Report back each line of the data that contains the word "filename".

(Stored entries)
*** Begin section ***

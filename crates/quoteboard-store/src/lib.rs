//! # quoteboard-store
//!
//! Per-guild quote storage for quoteboard.
//!
//! Each guild owns an independent [`QuoteStore`]: a slot arena with
//! tombstone deletion and FIFO slot reuse, plus a case-insensitive author
//! index. Slot indices are the public quote numbers and stay stable for
//! the life of the store. The [`GuildRegistry`] hands out stores on first
//! access, and [`Snapshotter`] flushes the whole registry to a versioned
//! JSON file on a timer and at shutdown.
//!
//! ## Architecture
//!
//! ```text
//! ┌──────────────────────────────────────────────┐
//! │  GuildRegistry (DashMap, create-on-access)   │
//! ├──────────────────────────────────────────────┤
//! │  QuoteStore per guild (one Mutex each)       │
//! │    records: slot arena with tombstones       │
//! │    author_index: lowercased name → slots     │
//! │    free_slots: FIFO reuse queue              │
//! ├──────────────────────────────────────────────┤
//! │  Snapshotter (versioned JSON, atomic rename) │
//! └──────────────────────────────────────────────┘
//! ```
//!
//! In-memory state is authoritative; the snapshot file is a write-behind
//! backup consulted only at startup.

pub mod error;
pub mod quote;
pub mod registry;
pub mod snapshot;

// ── re-exports ───────────────────────────────────────────────────────

pub use error::{StoreError, StoreResult};
pub use quote::{DELETED_QUOTE_TEXT, NewQuote, QuoteRecord, QuoteStore};
pub use registry::GuildRegistry;
pub use snapshot::{DEFAULT_FLUSH_INTERVAL, GuildSnapshot, PeriodicFlush, Snapshotter};
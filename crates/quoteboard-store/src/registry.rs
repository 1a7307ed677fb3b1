//! Guild registry: one [`QuoteStore`] per guild, created on first access.
//!
//! The registry is the only shared entry point handlers touch, so the
//! create-if-absent path must be safe under concurrent first access from
//! multiple guilds at once. A [`DashMap`] guards the map itself; each
//! store then serializes its own operations behind its own lock.

use std::sync::Arc;

use dashmap::DashMap;
use tracing::debug;

use crate::quote::QuoteStore;

/// Shared map from guild identifier to that guild's quote store.
///
/// Constructed once at startup and passed by reference to every handler.
/// Stores are never destroyed during the process lifetime.
#[derive(Debug, Default)]
pub struct GuildRegistry {
    stores: DashMap<String, Arc<QuoteStore>>,
}

impl GuildRegistry {
    /// Create an empty registry.
    pub fn new() -> Self {
        Self::default()
    }

    /// Return the guild's store, atomically creating an empty one on
    /// first access.
    pub fn get_or_create(&self, guild_id: &str) -> Arc<QuoteStore> {
        self.stores
            .entry(guild_id.to_string())
            .or_insert_with(|| {
                debug!(guild_id, "creating quote store for new guild");
                Arc::new(QuoteStore::new())
            })
            .clone()
    }

    /// Return the guild's store without creating one.
    pub fn get(&self, guild_id: &str) -> Option<Arc<QuoteStore>> {
        self.stores.get(guild_id).map(|entry| entry.clone())
    }

    /// Insert a reconstructed store, replacing any existing entry.
    /// Used by snapshot load at startup.
    pub fn insert(&self, guild_id: impl Into<String>, store: QuoteStore) {
        self.stores.insert(guild_id.into(), Arc::new(store));
    }

    /// Snapshot the current set of guild ids.
    pub fn guild_ids(&self) -> Vec<String> {
        self.stores.iter().map(|entry| entry.key().clone()).collect()
    }

    /// Number of guilds with a store.
    pub fn len(&self) -> usize {
        self.stores.len()
    }

    /// Whether no guild has a store yet.
    pub fn is_empty(&self) -> bool {
        self.stores.is_empty()
    }
}

// ── tests ────────────────────────────────────────────────────────────

#[cfg(test)]
mod tests {
    use super::*;
    use crate::quote::NewQuote;

    fn quote(text: &str) -> NewQuote {
        NewQuote {
            text: text.to_string(),
            attachment_urls: Vec::new(),
            author: "Alice".to_string(),
            user_id: "u1".to_string(),
        }
    }

    #[test]
    fn get_or_create_returns_same_store() {
        let registry = GuildRegistry::new();
        let a = registry.get_or_create("g1");
        a.create(quote("hello"));

        let b = registry.get_or_create("g1");
        assert_eq!(b.len(), 1);
        assert_eq!(registry.len(), 1);
    }

    #[test]
    fn guilds_are_isolated() {
        let registry = GuildRegistry::new();
        registry.get_or_create("g1").create(quote("only in g1"));

        assert!(registry.get_or_create("g2").is_empty());
        assert_eq!(registry.len(), 2);
    }

    #[test]
    fn get_does_not_create() {
        let registry = GuildRegistry::new();
        assert!(registry.get("missing").is_none());
        assert!(registry.is_empty());
    }

    #[test]
    fn concurrent_first_access_creates_exactly_one_store() {
        let registry = Arc::new(GuildRegistry::new());

        let handles: Vec<_> = (0..16)
            .map(|i| {
                let registry = Arc::clone(&registry);
                std::thread::spawn(move || {
                    let store = registry.get_or_create("g1");
                    store.create(NewQuote {
                        text: format!("q{i}"),
                        attachment_urls: Vec::new(),
                        author: format!("author{i}"),
                        user_id: format!("u{i}"),
                    });
                })
            })
            .collect();
        for handle in handles {
            handle.join().unwrap();
        }

        // All sixteen creates landed in a single store.
        assert_eq!(registry.len(), 1);
        assert_eq!(registry.get("g1").unwrap().len(), 16);
    }
}
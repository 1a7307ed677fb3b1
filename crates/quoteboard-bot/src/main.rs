//! CLI entry point for the quoteboard bot.
//!
//! Provides the `quoteboard` command with subcommands for running the bot
//! and checking local state.

use anyhow::Result;
use clap::{Parser, Subcommand};
use tracing_subscriber::EnvFilter;

mod commands;
mod config;
mod run;
mod scheduled;

// ---------------------------------------------------------------------------
// CLI definition
// ---------------------------------------------------------------------------

/// quoteboard — per-guild quote board bot.
#[derive(Parser)]
#[command(
    name = "quoteboard",
    version,
    about = "quoteboard — per-guild quote board bot",
    long_about = "Saves quotes from bookmark reactions, serves them back by number, \
                  author, or at random, and snapshots everything to disk."
)]
struct Cli {
    /// Path to the TOML configuration file.
    #[arg(long, default_value = "config/default.toml")]
    config: String,

    #[command(subcommand)]
    command: Commands,
}

#[derive(Subcommand)]
enum Commands {
    /// Connect to the chat platform and serve quotes.
    Run,

    /// Show local state: config, snapshot file, credentials.
    Status,
}

// ---------------------------------------------------------------------------
// Main
// ---------------------------------------------------------------------------

#[tokio::main]
async fn main() -> Result<()> {
    let cli = Cli::parse();

    match cli.command {
        Commands::Run => {
            init_tracing("info");
            run::run(&cli.config).await
        }
        Commands::Status => {
            init_tracing("warn");
            run::status(&cli.config);
            Ok(())
        }
    }
}

// ---------------------------------------------------------------------------
// Helpers
// ---------------------------------------------------------------------------

/// Initialize the tracing subscriber with the given default log level.
fn init_tracing(default_level: &str) {
    let filter =
        EnvFilter::try_from_default_env().unwrap_or_else(|_| EnvFilter::new(default_level));

    tracing_subscriber::fmt()
        .with_env_filter(filter)
        .with_target(false)
        .compact()
        .init();
}
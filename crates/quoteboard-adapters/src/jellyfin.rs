//! Media-server (Jellyfin) poller.
//!
//! Queries a Jellyfin instance for media added since a cutoff (movies
//! directly, series by walking their episode lists) and formats the
//! daily "new on the server" update message. The instance is assumed to
//! be reachable on the local network; credentials come from the
//! environment.

use chrono::{DateTime, Utc};
use serde::Deserialize;
use tracing::{debug, warn};
use url::Url;

use crate::error::{AdapterError, Result};

/// Environment variables holding the Jellyfin credentials.
pub const USER_ID_ENV_VAR: &str = "JELLYFIN_USER_ID";
pub const API_KEY_ENV_VAR: &str = "JELLYFIN_API_KEY";

// ═══════════════════════════════════════════════════════════════════════
//  Wire types
// ═══════════════════════════════════════════════════════════════════════

/// A library item as returned by the Items endpoints.
#[derive(Debug, Clone, Deserialize)]
#[serde(rename_all = "PascalCase")]
pub struct MediaItem {
    #[serde(default)]
    pub name: String,
    #[serde(default)]
    pub id: String,
    #[serde(rename = "Type", default)]
    pub kind: String,
    #[serde(default)]
    pub date_created: Option<DateTime<Utc>>,
    #[serde(default)]
    pub production_year: Option<i32>,
}

#[derive(Debug, Deserialize)]
#[serde(rename_all = "PascalCase")]
struct EpisodesResponse {
    #[serde(default)]
    items: Vec<MediaItem>,
}

/// A series together with its recently added episodes.
#[derive(Debug, Clone)]
pub struct SeriesEpisodes {
    pub series: String,
    pub production_year: Option<i32>,
    pub episodes: Vec<MediaItem>,
}

// ═══════════════════════════════════════════════════════════════════════
//  Client
// ═══════════════════════════════════════════════════════════════════════

/// Jellyfin REST client.
#[derive(Clone)]
pub struct JellyfinClient {
    base: Url,
    user_id: String,
    api_key: String,
    http: reqwest::Client,
}

impl JellyfinClient {
    /// Create a client for the instance at `base_url`.
    pub fn new(
        base_url: &str,
        user_id: impl Into<String>,
        api_key: impl Into<String>,
    ) -> Result<Self> {
        // A trailing slash keeps Url::join from eating the last path
        // segment.
        let normalized = if base_url.ends_with('/') {
            base_url.to_string()
        } else {
            format!("{base_url}/")
        };
        let base = Url::parse(&normalized)
            .map_err(|err| AdapterError::Config(format!("bad jellyfin base url: {err}")))?;

        Ok(Self {
            base,
            user_id: user_id.into(),
            api_key: api_key.into(),
            http: reqwest::Client::new(),
        })
    }

    /// Create a client with credentials from the environment.
    pub fn from_env(base_url: &str) -> Result<Self> {
        let user_id = std::env::var(USER_ID_ENV_VAR).map_err(|_| AdapterError::AuthRequired {
            provider: "jellyfin",
            env_var: USER_ID_ENV_VAR,
        })?;
        let api_key = std::env::var(API_KEY_ENV_VAR).map_err(|_| AdapterError::AuthRequired {
            provider: "jellyfin",
            env_var: API_KEY_ENV_VAR,
        })?;
        Self::new(base_url, user_id, api_key)
    }

    fn auth_header(&self) -> String {
        format!(
            "MediaBrowser Client=\"quoteboard\", Device=\"server\", \
             DeviceId=\"quoteboard\", Version=\"0.1\", Token=\"{}\"",
            self.api_key
        )
    }

    fn endpoint(&self, path: &str) -> Result<Url> {
        self.base
            .join(path)
            .map_err(|err| AdapterError::Config(format!("bad jellyfin path {path}: {err}")))
    }

    // -----------------------------------------------------------------------
    // Queries
    // -----------------------------------------------------------------------

    /// Movies and per-series episodes added after `since`.
    pub async fn recent_media_since(
        &self,
        since: DateTime<Utc>,
    ) -> Result<(Vec<MediaItem>, Vec<SeriesEpisodes>)> {
        let url = self.endpoint(&format!("Users/{}/Items/Latest", self.user_id))?;
        let items: Vec<MediaItem> = self
            .http
            .get(url)
            .query(&[
                ("fields", "DateLastMediaAdded,DateCreated"),
                ("enableImages", "false"),
                ("enableUserData", "false"),
            ])
            .header("Authorization", self.auth_header())
            .send()
            .await?
            .error_for_status()?
            .json()
            .await?;

        debug!(items = items.len(), "fetched latest media");

        let mut movies = Vec::new();
        let mut shows = Vec::new();
        for item in items {
            match item.kind.as_str() {
                "Movie" => {
                    if item.date_created.is_some_and(|created| created > since) {
                        movies.push(item);
                    }
                }
                "Series" => match self.series_episodes_since(&item, since).await {
                    Ok(series) if !series.episodes.is_empty() => shows.push(series),
                    Ok(_) => {}
                    // One broken series should not sink the whole update.
                    Err(error) => {
                        warn!(%error, series = %item.name, "failed to fetch episodes");
                    }
                },
                _ => {}
            }
        }
        Ok((movies, shows))
    }

    async fn series_episodes_since(
        &self,
        series: &MediaItem,
        since: DateTime<Utc>,
    ) -> Result<SeriesEpisodes> {
        let url = self.endpoint(&format!("Shows/{}/Episodes", series.id))?;
        let response: EpisodesResponse = self
            .http
            .get(url)
            .query(&[("fields", "DateCreated")])
            .header("Authorization", self.auth_header())
            .send()
            .await?
            .error_for_status()?
            .json()
            .await?;

        let episodes = response
            .items
            .into_iter()
            .filter(|episode| episode.date_created.is_some_and(|created| created > since))
            .collect();
        Ok(SeriesEpisodes {
            series: series.name.clone(),
            production_year: series.production_year,
            episodes,
        })
    }

    /// The formatted update message for media added after `since`, or
    /// `None` when nothing is new.
    pub async fn update_message_since(&self, since: DateTime<Utc>) -> Result<Option<String>> {
        let (movies, shows) = self.recent_media_since(since).await?;
        Ok(format_update_message(&movies, &shows))
    }
}

// ═══════════════════════════════════════════════════════════════════════
//  Formatting
// ═══════════════════════════════════════════════════════════════════════

/// Render the update message, or `None` when both lists are empty.
fn format_update_message(movies: &[MediaItem], shows: &[SeriesEpisodes]) -> Option<String> {
    if movies.is_empty() && shows.is_empty() {
        return None;
    }

    let mut message = String::from("**New on Jellyfin Since Yesterday**\n");
    if !movies.is_empty() {
        message.push_str("\n**Movies**\n");
        for movie in movies {
            message.push_str(&movie.name);
            if let Some(year) = movie.production_year {
                message.push_str(&format!(" ({year})"));
            }
            message.push('\n');
        }
    }
    if !shows.is_empty() {
        message.push_str("\n**TV Shows**\n");
        for show in shows {
            message.push_str(&show.series);
            if let Some(year) = show.production_year {
                message.push_str(&format!(" ({year})"));
            }
            message.push_str(&format!(" [ {} New Episode(s) ]\n", show.episodes.len()));
        }
    }
    Some(message)
}

// ── tests ────────────────────────────────────────────────────────────

#[cfg(test)]
mod tests {
    use super::*;

    fn movie(name: &str, year: i32) -> MediaItem {
        MediaItem {
            name: name.to_string(),
            id: "m1".to_string(),
            kind: "Movie".to_string(),
            date_created: Some(Utc::now()),
            production_year: Some(year),
        }
    }

    #[test]
    fn client_requires_valid_base_url() {
        assert!(JellyfinClient::new("not a url", "u", "k").is_err());
        assert!(JellyfinClient::new("http://localhost:8096/jelly", "u", "k").is_ok());
    }

    #[test]
    fn endpoint_preserves_base_path() {
        let client = JellyfinClient::new("http://localhost:8096/jelly", "u42", "key").unwrap();
        let url = client.endpoint("Users/u42/Items/Latest").unwrap();
        assert_eq!(
            url.as_str(),
            "http://localhost:8096/jelly/Users/u42/Items/Latest"
        );
    }

    #[test]
    fn media_item_decodes_from_pascal_case() {
        let body = r#"{
            "Name": "Some Film",
            "Id": "abc",
            "Type": "Movie",
            "DateCreated": "2024-05-01T12:00:00Z",
            "ProductionYear": 2024
        }"#;
        let item: MediaItem = serde_json::from_str(body).unwrap();
        assert_eq!(item.name, "Some Film");
        assert_eq!(item.kind, "Movie");
        assert_eq!(item.production_year, Some(2024));
        assert!(item.date_created.is_some());
    }

    #[test]
    fn no_updates_formats_to_none() {
        assert!(format_update_message(&[], &[]).is_none());
    }

    #[test]
    fn updates_format_with_sections() {
        let shows = vec![SeriesEpisodes {
            series: "Some Show".to_string(),
            production_year: Some(2020),
            episodes: vec![movie("ep", 2020), movie("ep2", 2020)],
        }];
        let message = format_update_message(&[movie("Some Film", 2024)], &shows).unwrap();

        assert!(message.contains("**Movies**"));
        assert!(message.contains("Some Film (2024)"));
        assert!(message.contains("**TV Shows**"));
        assert!(message.contains("Some Show (2020) [ 2 New Episode(s) ]"));
    }

    #[test]
    fn movie_only_update_omits_tv_section() {
        let message = format_update_message(&[movie("Solo", 1999)], &[]).unwrap();
        assert!(message.contains("**Movies**"));
        assert!(!message.contains("**TV Shows**"));
    }
}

*** End section ***

Written response:
filename crates/quoteboard-store/src/lib.rs
filename crates/quoteboard-store/src/registry.rs
filename crates/quoteboard-bot/src/main.rs
filename crates/quoteboard-adapters/src/jellyfin.rs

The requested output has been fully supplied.